Description of the task
Each record should be given back exactly, with none missing.

Data for review

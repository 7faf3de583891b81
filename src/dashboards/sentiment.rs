use super::{Dashboard, Feature};
use crate::model::StageSpec;
use serde::{Deserialize, Serialize};

/// One heat-map cell: the sentiment of a single department.
pub struct SentimentDashboard;

#[derive(Debug, Clone, Serialize, Deserialize)]
pub struct SentimentAnalysisRequest {
    pub department: String,
    pub include_team: bool,
}

impl SentimentAnalysisRequest {
    pub fn for_department(department: impl Into<String>) -> Self {
        Self {
            department: department.into(),
            include_team: true,
        }
    }
}

#[derive(Debug, Clone, Default, Serialize, Deserialize)]
#[serde(default)]
pub struct SentimentDistribution {
    pub positive: u32,
    pub neutral: u32,
    pub negative: u32,
}

#[derive(Debug, Clone, Default, Serialize, Deserialize)]
#[serde(default)]
pub struct TeamDynamics {
    pub collaboration_score: f64,
    pub communication_health: f64,
    pub psychological_safety: f64,
}

#[derive(Debug, Clone, Default, Serialize, Deserialize)]
#[serde(default)]
pub struct TeamSentiment {
    pub department: String,
    pub team_size: u32,
    pub average_sentiment: f64,
    pub sentiment_distribution: SentimentDistribution,
    pub team_morale: String,
    pub risk_employees: Vec<String>,
    pub top_concerns: Vec<String>,
    pub team_dynamics: TeamDynamics,
}

const STAGES: [StageSpec; 5] = [
    StageSpec {
        name: "sentiment_analyst",
        display_name: "Sentiment Analysis",
        working_message: "Scoring recent feedback…",
        done_message: "Sentiment scored",
    },
    StageSpec {
        name: "communication_analyst",
        display_name: "Communication Patterns",
        working_message: "Reading tone across team channels…",
        done_message: "Communication patterns mapped",
    },
    StageSpec {
        name: "pulse_specialist",
        display_name: "Pulse Survey Review",
        working_message: "Folding in pulse survey answers…",
        done_message: "Pulse results merged",
    },
    StageSpec {
        name: "behavior_analyst",
        display_name: "Behavioral Signals",
        working_message: "Checking absence and overtime signals…",
        done_message: "Behavioral risks flagged",
    },
    StageSpec {
        name: "sentiment_strategist",
        display_name: "Action Plan",
        working_message: "Drafting interventions…",
        done_message: "Action plan ready",
    },
];

const FACTS: [&str; 3] = [
    "Scores above 70 count as positive, below 40 as negative.",
    "Morale is rated high, moderate or low from the team average.",
    "High-risk employees are queued for a manager check-in.",
];

impl Dashboard for SentimentDashboard {
    type Request = SentimentAnalysisRequest;
    type Payload = TeamSentiment;

    const FEATURE: Feature = Feature::Sentiment;
    const ENDPOINT: &'static str = "/api/sentiment/analyze";

    fn stages() -> &'static [StageSpec] {
        &STAGES
    }

    fn facts() -> &'static [&'static str] {
        &FACTS
    }

    fn slot_key(request: &SentimentAnalysisRequest) -> String {
        request.department.clone()
    }

    fn summarize(p: &TeamSentiment) -> Vec<String> {
        let d = &p.sentiment_distribution;
        let mut lines = vec![
            format!(
                "{}: {} people, average {:.1} ({} morale)",
                p.department, p.team_size, p.average_sentiment, p.team_morale
            ),
            format!(
                "Positive {} / Neutral {} / Negative {}",
                d.positive, d.neutral, d.negative
            ),
            format!(
                "Collaboration {:.0}  Communication {:.0}  Safety {:.0}",
                p.team_dynamics.collaboration_score,
                p.team_dynamics.communication_health,
                p.team_dynamics.psychological_safety
            ),
        ];
        if !p.risk_employees.is_empty() {
            lines.push(format!("At risk: {}", p.risk_employees.join(", ")));
        }
        lines.extend(p.top_concerns.iter().map(|c| format!("  - {c}")));
        lines
    }
}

Output of the exercise
repository 7faf3de583891b81
filename src/dashboards/sentiment.rs
use super::{Dashboard, Feature};
use crate::model::StageSpec;
use serde::{Deserialize, Serialize};

/// One heat-map cell: the sentiment of a single department.
pub struct SentimentDashboard;

#[derive(Debug, Clone, Serialize, Deserialize)]
pub struct SentimentAnalysisRequest {
    pub department: String,
    pub include_team: bool,
}

impl SentimentAnalysisRequest {
    pub fn for_department(department: impl Into<String>) -> Self {
        Self {
            department: department.into(),
            include_team: true,
        }
    }
}

#[derive(Debug, Clone, Default, Serialize, Deserialize)]
#[serde(default)]
pub struct SentimentDistribution {
    pub positive: u32,
    pub neutral: u32,
    pub negative: u32,
}

#[derive(Debug, Clone, Default, Serialize, Deserialize)]
#[serde(default)]
pub struct TeamDynamics {
    pub collaboration_score: f64,
    pub communication_health: f64,
    pub psychological_safety: f64,
}

#[derive(Debug, Clone, Default, Serialize, Deserialize)]
#[serde(default)]
pub struct TeamSentiment {
    pub department: String,
    pub team_size: u32,
    pub average_sentiment: f64,
    pub sentiment_distribution: SentimentDistribution,
    pub team_morale: String,
    pub risk_employees: Vec<String>,
    pub top_concerns: Vec<String>,
    pub team_dynamics: TeamDynamics,
}

const STAGES: [StageSpec; 5] = [
    StageSpec {
        name: "sentiment_analyst",
        display_name: "Sentiment Analysis",
        working_message: "Scoring recent feedback…",
        done_message: "Sentiment scored",
    },
    StageSpec {
        name: "communication_analyst",
        display_name: "Communication Patterns",
        working_message: "Reading tone across team channels…",
        done_message: "Communication patterns mapped",
    },
    StageSpec {
        name: "pulse_specialist",
        display_name: "Pulse Survey Review",
        working_message: "Folding in pulse survey answers…",
        done_message: "Pulse results merged",
    },
    StageSpec {
        name: "behavior_analyst",
        display_name: "Behavioral Signals",
        working_message: "Checking absence and overtime signals…",
        done_message: "Behavioral risks flagged",
    },
    StageSpec {
        name: "sentiment_strategist",
        display_name: "Action Plan",
        working_message: "Drafting interventions…",
        done_message: "Action plan ready",
    },
];

const FACTS: [&str; 3] = [
    "Scores above 70 count as positive, below 40 as negative.",
    "Morale is rated high, moderate or low from the team average.",
    "High-risk employees are queued for a manager check-in.",
];

impl Dashboard for SentimentDashboard {
    type Request = SentimentAnalysisRequest;
    type Payload = TeamSentiment;

    const FEATURE: Feature = Feature::Sentiment;
    const ENDPOINT: &'static str = "/api/sentiment/analyze";

    fn stages() -> &'static [StageSpec] {
        &STAGES
    }

    fn facts() -> &'static [&'static str] {
        &FACTS
    }

    fn slot_key(request: &SentimentAnalysisRequest) -> String {
        request.department.clone()
    }

    fn summarize(p: &TeamSentiment) -> Vec<String> {
        let d = &p.sentiment_distribution;
        let mut lines = vec![
            format!(
                "{}: {} people, average {:.1} ({} morale)",
                p.department, p.team_size, p.average_sentiment, p.team_morale
            ),
            format!(
                "Positive {} / Neutral {} / Negative {}",
                d.positive, d.neutral, d.negative
            ),
            format!(
                "Collaboration {:.0}  Communication {:.0}  Safety {:.0}",
                p.team_dynamics.collaboration_score,
                p.team_dynamics.communication_health,
                p.team_dynamics.psychological_safety
            ),
        ];
        if !p.risk_employees.is_empty() {
            lines.push(format!("At risk: {}", p.risk_employees.join(", ")));
        }
        lines.extend(p.top_concerns.iter().map(|c| format!("  - {c}")));
        lines
    }
}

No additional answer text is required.